### TASK:
Please reproduce the entries below exactly, starting at the first line and ending with the line that holds "API / Network ───────────────────────────────────────────────".

Stored data:
○ ○ ○
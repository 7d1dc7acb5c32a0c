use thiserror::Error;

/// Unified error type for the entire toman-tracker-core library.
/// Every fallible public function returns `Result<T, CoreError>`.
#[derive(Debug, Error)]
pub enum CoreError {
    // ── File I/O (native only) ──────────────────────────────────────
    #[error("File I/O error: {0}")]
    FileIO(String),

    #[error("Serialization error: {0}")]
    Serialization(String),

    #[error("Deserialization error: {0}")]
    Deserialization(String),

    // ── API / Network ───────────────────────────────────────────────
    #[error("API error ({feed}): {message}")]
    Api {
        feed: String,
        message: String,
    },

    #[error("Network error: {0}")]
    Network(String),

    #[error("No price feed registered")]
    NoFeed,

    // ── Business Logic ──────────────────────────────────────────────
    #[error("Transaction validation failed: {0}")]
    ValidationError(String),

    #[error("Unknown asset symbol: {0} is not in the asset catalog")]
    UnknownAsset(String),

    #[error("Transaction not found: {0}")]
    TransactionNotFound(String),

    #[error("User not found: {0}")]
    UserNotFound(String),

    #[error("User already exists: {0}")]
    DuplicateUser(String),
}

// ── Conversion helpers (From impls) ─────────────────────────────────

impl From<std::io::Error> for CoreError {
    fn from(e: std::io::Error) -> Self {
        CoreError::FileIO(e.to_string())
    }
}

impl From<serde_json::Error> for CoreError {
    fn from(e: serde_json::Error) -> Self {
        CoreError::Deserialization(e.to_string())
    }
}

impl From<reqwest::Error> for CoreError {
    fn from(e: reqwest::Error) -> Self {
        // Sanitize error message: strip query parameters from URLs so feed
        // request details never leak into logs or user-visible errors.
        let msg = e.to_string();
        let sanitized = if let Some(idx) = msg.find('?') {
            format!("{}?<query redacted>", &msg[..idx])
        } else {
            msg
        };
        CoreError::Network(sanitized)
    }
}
○ ○ ○
### WRITTEN SOLUTION:
repository 7d1dc7acb5c32a0c
use thiserror::Error;

/// Unified error type for the entire toman-tracker-core library.
/// Every fallible public function returns `Result<T, CoreError>`.
#[derive(Debug, Error)]
pub enum CoreError {
    // ── File I/O (native only) ──────────────────────────────────────
    #[error("File I/O error: {0}")]
    FileIO(String),

    #[error("Serialization error: {0}")]
    Serialization(String),

    #[error("Deserialization error: {0}")]
    Deserialization(String),

    // ── API / Network ───────────────────────────────────────────────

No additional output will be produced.